The event was held just across one of Green’s murals,which includes eight breakdancers and over-the-shoulder boomboxes.
This weekend provided the public and RSVP’d guests an opportunity to get to know Green and his work- particularly his early contributions to hip-hop.
Green was born in New York City in 1964. At nine years old, he discovered break dancers, sometimes called B-boys. Only a few years later, he became a member of the legendary breakdancing group known as The Rocksteady Crew.
Green joined a lineup of other B-boys and individuals who saw and contributed to the movement first hand.
Admirers were pleasantly surprised to find familiar faces of the early B-boy days in the crowd as well. Their photographs were displayed across the walls of the exhibit and throughout the museum.
The night became an unofficial round table dedicated to talk about where it all began.

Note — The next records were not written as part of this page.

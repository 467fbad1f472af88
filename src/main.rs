//! Regimen API Server
//!
//! Run with: cargo run
//!
//! # Configuration
//!
//! Loaded from a TOML file (see `--config` and `--generate-config`)
//! with environment variable overrides:
//! - `REGIMEN_API_HOST`: Host to bind to (default: 0.0.0.0)
//! - `REGIMEN_API_PORT`: Port to listen on (default: 8090)
//! - `REGIMEN_COACH_URL`: OpenAI-compatible chat endpoint
//! - `REGIMEN_COACH_MODEL`: Chat model name (default: gpt-3.5-turbo)
//! - `REGIMEN_SPEECH_URL`: Speech synthesis endpoint
//! - `REGIMEN_LOG_LEVEL` / `REGIMEN_LOG_FORMAT`: Logging overrides
//! - `OPENAI_API_KEY`: Chat model key; without it the rule-based
//!   fallback answers all chat
//! - `RUST_LOG`: Log filter (overrides the config level)

use anyhow::Context;
use clap::Parser;
use regimen::api::{serve, ApiConfig, AppState};
use regimen::coach::CoachEngine;
use regimen::config::{generate_default_config, Config};
use regimen::speech::SpeechSynthesizer;
use std::path::PathBuf;
use std::sync::Arc;
use tracing_subscriber::{layer::SubscriberExt, util::SubscriberInitExt};

/// AI Diet & Fitness Coach API server
#[derive(Parser, Debug)]
#[command(name = "regimen", version, about)]
struct Cli {
    /// Path to a TOML config file (default: standard locations)
    #[arg(short, long)]
    config: Option<PathBuf>,

    /// Print a default config file to stdout and exit
    #[arg(long)]
    generate_config: bool,

    /// Override the listen port
    #[arg(short, long)]
    port: Option<u16>,
}

#[tokio::main]
async fn main() -> anyhow::Result<()> {
    let cli = Cli::parse();

    if cli.generate_config {
        print!("{}", generate_default_config());
        return Ok(());
    }

    let mut config = match &cli.config {
        Some(path) => Config::load_with_env(path)
            .with_context(|| format!("Failed to load config from {:?}", path))?,
        None => Config::load_default(),
    };

    if let Some(port) = cli.port {
        config.api.port = port;
    }

    init_tracing(&config);

    tracing::info!("Starting Regimen API server v{}", env!("CARGO_PKG_VERSION"));

    let coach = Arc::new(CoachEngine::from_config(&config.coach));
    if coach.has_model() {
        tracing::info!(model = %config.coach.model, "Chat model configured");
    } else {
        tracing::info!("No chat model configured (set OPENAI_API_KEY), using rule-based fallback");
    }

    let speech = Arc::new(SpeechSynthesizer::new(config.speech.clone()));

    let api_config = ApiConfig::new(config.api.host.clone(), config.api.port);
    let state = AppState::new(coach, speech, api_config.clone());

    tracing::info!("Starting server on {}", api_config.addr());
    serve(state, &api_config).await.context("Server error")?;

    tracing::info!("Regimen API server stopped");
    Ok(())
}

/// Initialize tracing from the `[logging]` config section
///
/// `RUST_LOG` wins over the configured level; the format switch picks
/// pretty output for development or JSON lines for production.
fn init_tracing(config: &Config) {
    let filter = tracing_subscriber::EnvFilter::try_from_default_env().unwrap_or_else(|_| {
        format!("regimen={},tower_http=debug", config.logging.level).into()
    });

    let registry = tracing_subscriber::registry().with(filter);

    if config.logging.format == "json" {
        registry
            .with(tracing_subscriber::fmt::layer().json())
            .init();
    } else {
        registry.with(tracing_subscriber::fmt::layer()).init();
    }
}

“First time I started seeing b-boying, it was ‘73, ‘72, ‘73 and I started doing it around ‘76,” Green recalls. “I was doing graffiti more than that at the time and that’s the thing- before it was called hip-hop we were just doing what came natural, so it was like all the cats, all your friends, were bombing… “
A framed photograph taken by legendary Hip Hop photographer Henry Chalfant hung on the West wall of the exhibit, featuring a young Doze Green in the early days of the culture’s beginnings.